横須賀功光の「射」シリーズは、闇と光の間際を巧みに操り、独自の空間を構築している。
Hedva Serのブロンズ像は、自然界にしかない美しい曲線であるフォーム(FORMS)木・岩・波・嵐・トーテム・炎・融合の旅へと誘ってくれる。
二人の芸術家の惹きつけ合うイメージは、特別な相対性の感覚をつたえてくれる。

Emon Photo Gallery では、このたび、カロリーヌ・トロシュと横須賀安理をキュレーションに迎えて、 日本人写真家「横須賀功光」とフランス人彫刻家「Hedva Ser(エドヴァ・セール)」による初の共同展「Shafts & Forms」を開催いたします。

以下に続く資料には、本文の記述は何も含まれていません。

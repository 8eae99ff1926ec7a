//! CLI command implementations for the NLE bridge.

pub(crate) mod play;
pub(crate) mod rollout;
pub(crate) mod run;
pub(crate) mod trace_info;

mod output;
mod store;

use clap::ValueEnum;
use nle_bridge::settings::{Settings, SettingsError};
use nle_bridge::sim::demo::ACTIONS;
use nle_bridge::BridgeError;
use rand::rngs::StdRng;
use rand::{Rng, SeedableRng};
use std::error::Error;
use std::fmt;
use std::path::Path;

/// Output format for the `run`, `rollout` and `trace-info` commands.
#[derive(Debug, Clone, Copy, PartialEq, Eq, ValueEnum)]
pub(crate) enum OutputFormat {
    /// Human-readable text output.
    Text,
    /// Machine-readable JSON output.
    Json,
}

/// How actions are chosen for unattended episodes.
#[derive(Debug, Clone, Copy, PartialEq, Eq, ValueEnum)]
pub(crate) enum Policy {
    /// Uniform over movement, search and descend.
    Random,
    /// Like `random`, but always descends when standing on stairs.
    Descend,
    /// Search in place every turn.
    Wait,
}

/// Picks actions for one episode.
#[derive(Debug)]
pub(crate) struct Agent {
    policy: Policy,
    rng: StdRng,
}

impl Agent {
    /// An agent whose random choices are drawn from `seed`.
    pub(crate) fn new(policy: Policy, seed: u64) -> Self {
        Self {
            policy,
            rng: StdRng::seed_from_u64(seed),
        }
    }

    /// Next action given whether the hero stands on the down stairs.
    pub(crate) fn next_action(&mut self, on_stairs: bool) -> i32 {
        // Quit and escape are the last two entries; never pick them.
        let playable = &ACTIONS[..ACTIONS.len() - 2];
        let key = match self.policy {
            Policy::Wait => b's',
            Policy::Descend if on_stairs => b'>',
            Policy::Random | Policy::Descend => playable[self.rng.gen_range(0..playable.len())],
        };
        i32::from(key)
    }
}

/// Load settings from `path` if given, otherwise defaults.
pub(crate) fn load_settings(path: Option<&Path>) -> Result<Settings, CliError> {
    path.map_or_else(|| Ok(Settings::default()), |p| Ok(Settings::from_json_file(p)?))
}

/// A seed from the wall clock, for runs without `--seed`.
pub(crate) fn clock_seed() -> u64 {
    use std::time::{SystemTime, UNIX_EPOCH};
    SystemTime::now()
        .duration_since(UNIX_EPOCH)
        .map(|d| d.as_secs() ^ u64::from(d.subsec_nanos()))
        .unwrap_or(42)
}

/// CLI error type.
#[derive(Debug)]
pub(crate) struct CliError {
    message: String,
}

impl CliError {
    /// Create a new CLI error.
    pub(crate) fn new(message: impl Into<String>) -> Self {
        Self {
            message: message.into(),
        }
    }
}

impl fmt::Display for CliError {
    fn fmt(&self, f: &mut fmt::Formatter<'_>) -> fmt::Result {
        write!(f, "{}", self.message)
    }
}

impl Error for CliError {}

impl From<std::io::Error> for CliError {
    fn from(e: std::io::Error) -> Self {
        Self::new(e.to_string())
    }
}

impl From<BridgeError> for CliError {
    fn from(e: BridgeError) -> Self {
        Self::new(e.to_string())
    }
}

impl From<SettingsError> for CliError {
    fn from(e: SettingsError) -> Self {
        Self::new(e.to_string())
    }
}

impl From<nle_bridge::ValidationError> for CliError {
    fn from(e: nle_bridge::ValidationError) -> Self {
        Self::new(e.to_string())
    }
}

広告写真で一時代を築いた写真家 横須賀功光 (1937 - 2003) の作品は、没後、生前発表されていなかった彼のプライベートな作品への関心が高まっています。 2005年には東京都写真美術館にて大回顧展が開催され、写真集 ”Photon & Ogre”「光と鬼」を出版、2012年には彼の子息横須賀安理氏による 初のモダンプリントをEmon Photo Galleryにて展示販売致しました。

没後10年となる今年、時代を超越した研ぎ澄まされた高い芸術性を誇る彼の作品のなかでも、原点といえる1964年に撮影されたシリーズ「射」を、 世界的に知られるフランス人彫刻家Hedva Serの日本では初めてとなる作品とともに展示致します。 横須賀の「射」シリーズは、無機質なオブジェを撮影した抽象的な白黒作品で、光と影のコントラストを拓みに操り、 陰影の物質化を試みた、孤高の写真家の精神世界へとつながる扉をひらくような挑戦的な作品です。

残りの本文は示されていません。